[[ Extracted information, beginning ]]

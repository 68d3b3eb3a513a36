//! Chained hash map behind a fixed-footprint handle.
//!
//! Same handle/workspace pattern as the stack: the public [`FixedHashMap`]
//! is an opaque byte region, the bucket array is an exclusively owned boxed
//! slice that resizes by power-of-two steps with quarter-full shrink
//! hysteresis, and every entry point is scoped by the [`Sanity`] detector.
//!
//! Collisions are handled by separate chaining with head insertion. Each
//! node stores the hash computed once at insert, and every resize relinks
//! every live node into the new bucket array by that stored hash; resizing
//! never byte-copies buckets and never re-runs hashing.

use crate::footprint::{Footprint, FOOTPRINT_BYTES};
use crate::resize::{self, ResizeOp, MIN_ELEMS};
use crate::sanity::Sanity;
use crate::stack::OutOfMemory;
use core::fmt;
use core::hash::BuildHasher;
use core::marker::PhantomData;
use hashbrown::hash_map::DefaultHashBuilder;

/// Insert rejection: the key is already present, or the bucket array could
/// not grow to admit the entry. In both cases the map is unchanged.
#[derive(Clone, Debug, PartialEq, Eq)]
pub enum InsertError {
    DuplicateKey,
    OutOfMemory(OutOfMemory),
}

impl fmt::Display for InsertError {
    fn fmt(&self, f: &mut fmt::Formatter<'_>) -> fmt::Result {
        match self {
            InsertError::DuplicateKey => f.write_str("key is already present"),
            InsertError::OutOfMemory(_) => f.write_str("bucket array allocation failed"),
        }
    }
}

impl std::error::Error for InsertError {
    fn source(&self) -> Option<&(dyn std::error::Error + 'static)> {
        match self {
            InsertError::DuplicateKey => None,
            InsertError::OutOfMemory(err) => Some(err),
        }
    }
}

impl From<OutOfMemory> for InsertError {
    fn from(err: OutOfMemory) -> Self {
        InsertError::OutOfMemory(err)
    }
}

/// One chain node. `hash` is fixed at insert; lookups and rehashing index
/// by it, never by re-hashing `key`.
struct HashNode<V> {
    key: i64,
    hash: u64,
    value: V,
    next: Option<Box<HashNode<V>>>,
}

type Chain<V> = Option<Box<HashNode<V>>>;

/// Private layout behind the handle. Bucket count is `buckets.len()`,
/// always a power of two so the stored hash masks directly to an index.
struct HashCore<V, S> {
    elems_curr: usize,
    buckets: Box<[Chain<V>]>,
    hasher: S,
    sanity: Sanity,
}

// Tear chains down iteratively. The default drop of a linked Box chain
// recurses per node, and a caller-supplied hasher can make one chain
// arbitrarily long.
impl<V, S> Drop for HashCore<V, S> {
    fn drop(&mut self) {
        for slot in self.buckets.iter_mut() {
            let mut chain = slot.take();
            while let Some(mut node) = chain {
                chain = node.next.take();
            }
        }
    }
}

/// Chained hash map with signed 64-bit keys and a fixed-size, layout-opaque
/// handle.
///
/// Grows when the live-entry count reaches the bucket count (load factor
/// one) and shrinks, best-effort, when it falls below a quarter. Handle
/// size is the same (128 bytes) for every `V`.
pub struct FixedHashMap<V, S = DefaultHashBuilder> {
    raw: Footprint<FOOTPRINT_BYTES>,
    _layout: PhantomData<HashCore<V, S>>,
}

fn empty_buckets<V>(limit: usize) -> Result<Box<[Chain<V>]>, OutOfMemory> {
    let mut fresh: Vec<Chain<V>> = Vec::new();
    fresh.try_reserve_exact(limit)?;
    fresh.resize_with(limit, || None);
    Ok(fresh.into_boxed_slice())
}

#[inline]
fn bucket_index(hash: u64, buckets: usize) -> usize {
    debug_assert!(buckets.is_power_of_two());
    (hash as usize) & (buckets - 1)
}

/// Allocate a bucket array of `limit_new` chains and relink every live node
/// into it by stored hash. On allocation failure the old buckets are
/// untouched.
fn rehash_into<V>(buckets: &mut Box<[Chain<V>]>, limit_new: usize) -> Result<(), OutOfMemory> {
    let mut fresh = empty_buckets::<V>(limit_new)?;

    for slot in buckets.iter_mut() {
        let mut chain = slot.take();
        while let Some(mut node) = chain {
            chain = node.next.take();
            let idx = bucket_index(node.hash, limit_new);
            node.next = fresh[idx].take();
            fresh[idx] = Some(node);
        }
    }

    *buckets = fresh;
    Ok(())
}

/// Detach the node carrying `key` from a chain, keeping the rest linked.
/// Iterative for the same reason chains drop iteratively.
fn unlink<V>(slot: &mut Chain<V>, key: i64) -> Option<Box<HashNode<V>>> {
    let mut cursor = slot;
    loop {
        if matches!(cursor, Some(node) if node.key == key) {
            let mut hit = cursor.take()?;
            *cursor = hit.next.take();
            return Some(hit);
        }
        match cursor {
            Some(node) => cursor = &mut node.next,
            None => return None,
        }
    }
}

fn chain_find<V>(slot: &Chain<V>, key: i64) -> Option<&HashNode<V>> {
    let mut cursor = slot.as_deref();
    while let Some(node) = cursor {
        if node.key == key {
            return Some(node);
        }
        cursor = node.next.as_deref();
    }
    None
}

fn chain_find_mut<V>(slot: &mut Chain<V>, key: i64) -> Option<&mut HashNode<V>> {
    let mut cursor = slot.as_deref_mut();
    while let Some(node) = cursor {
        if node.key == key {
            return Some(node);
        }
        cursor = node.next.as_deref_mut();
    }
    None
}

impl<V> FixedHashMap<V> {
    /// Create a map with the minimum default bucket count (4).
    pub fn new() -> Self {
        Self::with_hasher(DefaultHashBuilder::default())
    }
}

impl<V> Default for FixedHashMap<V> {
    fn default() -> Self {
        Self::new()
    }
}

impl<V, S> FixedHashMap<V, S>
where
    S: BuildHasher,
{
    pub fn with_hasher(hasher: S) -> Self {
        let buckets = core::iter::repeat_with(|| None).take(MIN_ELEMS).collect();
        Self {
            raw: Footprint::emplace(HashCore::<V, S> {
                elems_curr: 0,
                buckets,
                hasher,
                sanity: Sanity::new(),
            }),
            _layout: PhantomData,
        }
    }

    fn core(&self) -> &HashCore<V, S> {
        // Safety: emplaced with HashCore<V, S> in with_hasher; dropped only
        // in Drop.
        unsafe { self.raw.get() }
    }

    fn core_mut(&mut self) -> &mut HashCore<V, S> {
        // Safety: as in core().
        unsafe { self.raw.get_mut() }
    }

    /// Insert a key/value pair. Duplicate keys are rejected; a failed grow
    /// rejects the insert and leaves the map unchanged.
    pub fn insert(&mut self, key: i64, value: V) -> Result<(), InsertError> {
        let core = self.core_mut();
        let _g = core.sanity.enter();

        let hash = core.hasher.hash_one(key);
        let idx = bucket_index(hash, core.buckets.len());
        if chain_find(&core.buckets[idx], key).is_some() {
            return Err(InsertError::DuplicateKey);
        }

        if core.elems_curr == core.buckets.len() {
            let limit_new = resize::next_limit(core.buckets.len(), ResizeOp::Grow);
            rehash_into(&mut core.buckets, limit_new)?;
        }

        let idx = bucket_index(hash, core.buckets.len());
        let next = core.buckets[idx].take();
        core.buckets[idx] = Some(Box::new(HashNode {
            key,
            hash,
            value,
            next,
        }));
        core.elems_curr += 1;
        Ok(())
    }

    /// Remove and return the value for `key`, then give memory back if the
    /// map has become sparse. A failed shrink keeps the remove.
    pub fn remove(&mut self, key: i64) -> Option<V> {
        let core = self.core_mut();
        let _g = core.sanity.enter();

        let hash = core.hasher.hash_one(key);
        let idx = bucket_index(hash, core.buckets.len());
        let node = unlink(&mut core.buckets[idx], key)?;
        core.elems_curr -= 1;

        if let Some(limit_new) = resize::shrink_target(core.elems_curr, core.buckets.len()) {
            // Best-effort reclamation; the removal already succeeded.
            let _ = rehash_into(&mut core.buckets, limit_new);
        }

        Some(node.value)
    }

    /// Borrow the value for `key`, if present.
    pub fn find(&self, key: i64) -> Option<&V> {
        let core = self.core();
        let _g = core.sanity.enter();

        let hash = core.hasher.hash_one(key);
        let idx = bucket_index(hash, core.buckets.len());
        chain_find(&core.buckets[idx], key).map(|node| &node.value)
    }

    /// Mutably borrow the value for `key`, if present.
    pub fn find_mut(&mut self, key: i64) -> Option<&mut V> {
        let core = self.core_mut();
        let _g = core.sanity.enter();

        let hash = core.hasher.hash_one(key);
        let idx = bucket_index(hash, core.buckets.len());
        chain_find_mut(&mut core.buckets[idx], key).map(|node| &mut node.value)
    }

    pub fn contains_key(&self, key: i64) -> bool {
        self.find(key).is_some()
    }

    /// Number of live entries.
    pub fn entries(&self) -> usize {
        self.core().elems_curr
    }

    pub fn is_empty(&self) -> bool {
        self.core().elems_curr == 0
    }

    pub fn is_not_empty(&self) -> bool {
        !self.is_empty()
    }

    /// Current bucket count (`elems_limit`). Power of two.
    pub fn capacity(&self) -> usize {
        self.core().buckets.len()
    }
}

impl<V, S> Drop for FixedHashMap<V, S> {
    fn drop(&mut self) {
        // Same teardown contract as the stack: enter the guard, never exit.
        let guard = self.core_raw_sanity().enter();
        core::mem::forget(guard);
        // Safety: matches the emplace in with_hasher; runs exactly once.
        unsafe { self.raw.drop_in_place::<HashCore<V, S>>() };
    }
}

impl<V, S> FixedHashMap<V, S> {
    // Drop cannot require S: BuildHasher, so reach the guard without the
    // bound used by the operational impl block.
    fn core_raw_sanity(&self) -> &Sanity {
        // Safety: the footprint always holds a HashCore<V, S>.
        unsafe { &self.raw.get::<HashCore<V, S>>().sanity }
    }
}

impl<V: fmt::Debug, S> fmt::Debug for FixedHashMap<V, S> {
    fn fmt(&self, f: &mut fmt::Formatter<'_>) -> fmt::Result {
        // Safety: the footprint always holds a HashCore<V, S>.
        let core = unsafe { self.raw.get::<HashCore<V, S>>() };
        f.debug_struct("FixedHashMap")
            .field("elems_curr", &core.elems_curr)
            .field("elems_limit", &core.buckets.len())
            .finish_non_exhaustive()
    }
}

#[cfg(test)]
mod tests {
    use super::*;
    use core::hash::Hasher;

    /// Forces every key into one bucket so chains, unlinking, and rehash
    /// all get exercised on a single chain.
    #[derive(Clone, Default)]
    struct ConstBuildHasher;
    struct ConstHasher;
    impl BuildHasher for ConstBuildHasher {
        type Hasher = ConstHasher;
        fn build_hasher(&self) -> Self::Hasher {
            ConstHasher
        }
    }
    impl Hasher for ConstHasher {
        fn write(&mut self, _bytes: &[u8]) {}
        fn finish(&self) -> u64 {
            0
        }
    }

    #[test]
    fn insert_find_remove_roundtrip() {
        let mut m: FixedHashMap<&str> = FixedHashMap::new();
        m.insert(7, "seven").unwrap();
        m.insert(-3, "minus three").unwrap();

        assert_eq!(m.find(7), Some(&"seven"));
        assert_eq!(m.find(-3), Some(&"minus three"));
        assert_eq!(m.find(0), None);
        assert_eq!(m.entries(), 2);

        assert_eq!(m.remove(7), Some("seven"));
        assert_eq!(m.remove(7), None);
        assert_eq!(m.entries(), 1);
    }

    #[test]
    fn duplicate_insert_rejected_and_map_unchanged() {
        let mut m: FixedHashMap<i32> = FixedHashMap::new();
        m.insert(1, 10).unwrap();
        match m.insert(1, 20) {
            Err(InsertError::DuplicateKey) => {}
            other => panic!("unexpected result: {:?}", other),
        }
        assert_eq!(m.find(1), Some(&10));
        assert_eq!(m.entries(), 1);
    }

    #[test]
    fn find_mut_updates_in_place() {
        let mut m: FixedHashMap<i32> = FixedHashMap::new();
        m.insert(5, 1).unwrap();
        *m.find_mut(5).unwrap() += 41;
        assert_eq!(m.find(5), Some(&42));
        assert_eq!(m.find_mut(99), None);
    }

    #[test]
    fn colliding_keys_live_on_one_chain() {
        let mut m: FixedHashMap<i64, ConstBuildHasher> =
            FixedHashMap::with_hasher(ConstBuildHasher);
        for k in 0..3 {
            m.insert(k, k * 100).unwrap();
        }
        for k in 0..3 {
            assert_eq!(m.find(k), Some(&(k * 100)));
        }
        // Unlink from the middle of the chain.
        assert_eq!(m.remove(1), Some(100));
        assert_eq!(m.find(0), Some(&0));
        assert_eq!(m.find(2), Some(&200));
        assert_eq!(m.entries(), 2);
    }

    #[test]
    fn grow_rehashes_every_live_key() {
        let mut m: FixedHashMap<i64> = FixedHashMap::new();
        for k in 0..100 {
            m.insert(k, -k).unwrap();
        }
        assert_eq!(m.entries(), 100);
        assert!(m.capacity() >= 100);
        assert!(m.capacity().is_power_of_two());
        for k in 0..100 {
            assert_eq!(m.find(k), Some(&-k));
        }
    }

    #[test]
    fn shrink_rehashes_and_keeps_survivors() {
        let mut m: FixedHashMap<i64> = FixedHashMap::new();
        for k in 0..64 {
            m.insert(k, k).unwrap();
        }
        let grown = m.capacity();
        for k in 4..64 {
            assert_eq!(m.remove(k), Some(k));
        }
        assert!(m.capacity() < grown);
        assert!(m.capacity() >= MIN_ELEMS);
        for k in 0..4 {
            assert_eq!(m.find(k), Some(&k));
        }
    }

    #[test]
    fn extreme_keys_are_ordinary_keys() {
        let mut m: FixedHashMap<&str> = FixedHashMap::new();
        m.insert(i64::MIN, "min").unwrap();
        m.insert(i64::MAX, "max").unwrap();
        m.insert(0, "zero").unwrap();
        assert_eq!(m.find(i64::MIN), Some(&"min"));
        assert_eq!(m.find(i64::MAX), Some(&"max"));
        assert_eq!(m.remove(i64::MIN), Some("min"));
        assert!(m.contains_key(i64::MAX));
    }

    #[test]
    fn default_hasher_is_the_hashbrown_builder() {
        // Pin the default S parameter to the re-exported alias path.
        let mut m: FixedHashMap<u8, DefaultHashBuilder> = FixedHashMap::new();
        m.insert(1, 1).unwrap();
        assert_eq!(m.find(1), Some(&1));
    }

    #[test]
    fn long_single_chain_survives_remove_and_drop() {
        // A tiny thread stack so chain-length recursion would be caught
        // here instead of only on pathological inputs in the field.
        let t = std::thread::Builder::new()
            .stack_size(256 * 1024)
            .spawn(|| {
                let mut m: FixedHashMap<i64, ConstBuildHasher> =
                    FixedHashMap::with_hasher(ConstBuildHasher);
                for k in 0..8_000 {
                    m.insert(k, k).unwrap();
                }
                // Head insertion puts key 0 at the tail, so the unlink
                // walks the entire chain.
                assert_eq!(m.remove(0), Some(0));
                assert_eq!(m.entries(), 7_999);
                assert_eq!(m.find(1), Some(&1));
                assert_eq!(m.find(7_999), Some(&7_999));
                // The whole chain drops on scope exit.
            })
            .unwrap();
        t.join().unwrap();
    }

    #[test]
    fn empty_map_semantics() {
        let m: FixedHashMap<u8> = FixedHashMap::new();
        assert!(m.is_empty());
        assert!(!m.is_not_empty());
        assert_eq!(m.entries(), 0);
        assert_eq!(m.capacity(), MIN_ELEMS);
        assert_eq!(m.find(1), None);
    }
}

[[ Extracted information, end ]]

How to complete this task >> The response must repeat exactly the lines from the top of the material through the line containing "use crate::sanity::Sanity;", both included, with no other output.

Output of the task >>
repository 68d3b3eb3a513a36
//! Chained hash map behind a fixed-footprint handle.
//!
//! Same handle/workspace pattern as the stack: the public [`FixedHashMap`]
//! is an opaque byte region, the bucket array is an exclusively owned boxed
//! slice that resizes by power-of-two steps with quarter-full shrink
//! hysteresis, and every entry point is scoped by the [`Sanity`] detector.
//!
//! Collisions are handled by separate chaining with head insertion. Each
//! node stores the hash computed once at insert, and every resize relinks
//! every live node into the new bucket array by that stored hash; resizing
//! never byte-copies buckets and never re-runs hashing.

use crate::footprint::{Footprint, FOOTPRINT_BYTES};
use crate::resize::{self, ResizeOp, MIN_ELEMS};
use crate::sanity::Sanity;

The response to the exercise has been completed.